Au départ rien. C’est surtout un championnat qui m’a emmené là. Je suis issu d’un gros forum francophone qui s’appelle hardware.fr, avec des millions et des millions de messages. Des copains me disaient : « viens, on va faire le championnat Assetto ». Je n’étais pas emballé. Le championnat se lance sans moi, néanmoins j’avais de très bons retours. Je finis par l’acheter. Et là wouah, j’ai trouvé le jeu super, la simulation était belle d’abord. Il ne faut pas se leurrer, ce qui compte pour le grand public, c’est le visuel. Je jouais avec mon G27, c’était top. Je pilotais surtout la Ferrari GT2. J’ai participé au championnat en compagnie de 20-25 concurrents de tous niveaux. Ensuite, ça s’est terminé. Qu’est-ce que je fais ? Le Online, je n’aimais pas trop, c’était un peu trop bourrin. Un autre championnat se monte sur Project Cars cette fois. Je n’aimais pas du tout le jeu. Au niveau visuel, j’aimais bien mais il y avait des bugs. Et le ressenti au niveau du volant avec le G27 n’était pas bon. Je n’avais aucune sensation. Bref je conduisais car il y avait le championnat et que c’était sympa d’être entre nous. Quand il s’est terminé, j’ai lâché Project Cars et je n’y suis plus jamais retourné depuis.
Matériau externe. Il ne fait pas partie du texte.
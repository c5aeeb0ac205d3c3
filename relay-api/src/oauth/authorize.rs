/*
 * Copyright 2025 Security Union LLC
 *
 * Licensed under either of
 *
 * * Apache License, Version 2.0
 *   (http://www.apache.org/licenses/LICENSE-2.0)
 * * MIT license
 *   (http://opensource.org/licenses/MIT)
 *
 * at your option.
 */

//! Authorization URL construction.

use url::Url;

use crate::config::ProviderConfig;

/// Basic identity, email address and profile.
pub const SCOPES: &str = "openid email profile";

/// Build the provider authorization URL the browser is redirected to.
///
/// Parameters are URL-encoded and depend only on static configuration.
/// `access_type=offline` lets the provider issue a refresh token (which the
/// relay discards) and `prompt=consent` makes it re-confirm grants on every
/// login.
pub fn build_auth_url(config: &ProviderConfig) -> Url {
    let mut url = config.auth_url.clone();

    url.query_pairs_mut()
        .append_pair("client_id", &config.client_id)
        .append_pair("redirect_uri", &config.redirect_uri)
        .append_pair("response_type", "code")
        .append_pair("scope", SCOPES)
        .append_pair("access_type", "offline")
        .append_pair("prompt", "consent");

    url
}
C’est à ce moment-là que tu as découvert iRacing ?

Je suis d’abord retourné sur Assetto pour le fun, j’ai appris notamment le Nordschleife. Il y avait un topic iRacing sur hardware.fr. J’ai commencé à lire, j’ai tout de suite vu que c’était élitiste car personne ne me parlait. C’est encore une communauté dans la communauté. J’ai commencé à prendre des voitures et des circuits. J’ai d’abord commencé à rouler en tests avant tout parce que j’ai senti que c’était du sérieux. J’ai découvert quelque chose que je ne trouvais pas sur Assetto. Le iRating et le Safety Rating qui mesure le niveau des pilotes. L’iRating est un indice de performance en course. En schématisant, si tu termines dans la première moitié du classement, tu gagnes de l’iRating. Peu si tu es 14ème sur 30, beaucoup si tu es 1er. A l’inverse si tu termines dernier, tu en perds beaucoup. Forcément ceux qui sont très élevés en iRating sont très bons. Le Safety Rating est un indice de « propreté » du pilotage qui permet le changement de classe. Un pilote débute en classe Rookie pour progresser vers la classe D, C, B jusqu’à la A, il faut être propre. La performance importe peu. Terminer dernier et n’avoir aucun incident permettra de gagner du Safety Rating et ainsi augmenter de classe. A l’inverse quand on arrive à 17 incidents dans une course, on en est banni, avec un Safety Rating en berne.

 

Qu’est-ce qu’un incident sur iRacing ?

Les incidents vont de 0 à 4 points. Par exemple, une grosse percussion, c’est 4 points. Lorsqu’on sort des limites de la piste, c’est 1 point. Les limites de piste, généralement c’est la ligne blanche, mais ça dépend des circuits, parfois c’est un peu plus loin. A chaque fois qu’un nouveau circuit arrive, nous testons beaucoup ce qu’il est possible de faire et ce qui ne l’est pas. Par exemple sur le Mans, qui est un circuit très long, c’est très consommateur en temps. Nous avons demandé à iRacing de nous la fournir, pour les prochaines fois. Il faut savoir que, généralement, iRacing est moins permissif qu’Assetto. Dans le Raidillon, par exemple, on peut sortir beaucoup mais pas dans iRacing. On peut prendre un 1 point et parfois, le jeu nous fait ralentir, ce qui nous fait perdre du temps et des places. Un tête-à-queue, c’est généralement 2 points, mais parfois 4 points ou plus 4, si ça s’additionne avec un contact avec un concurrent.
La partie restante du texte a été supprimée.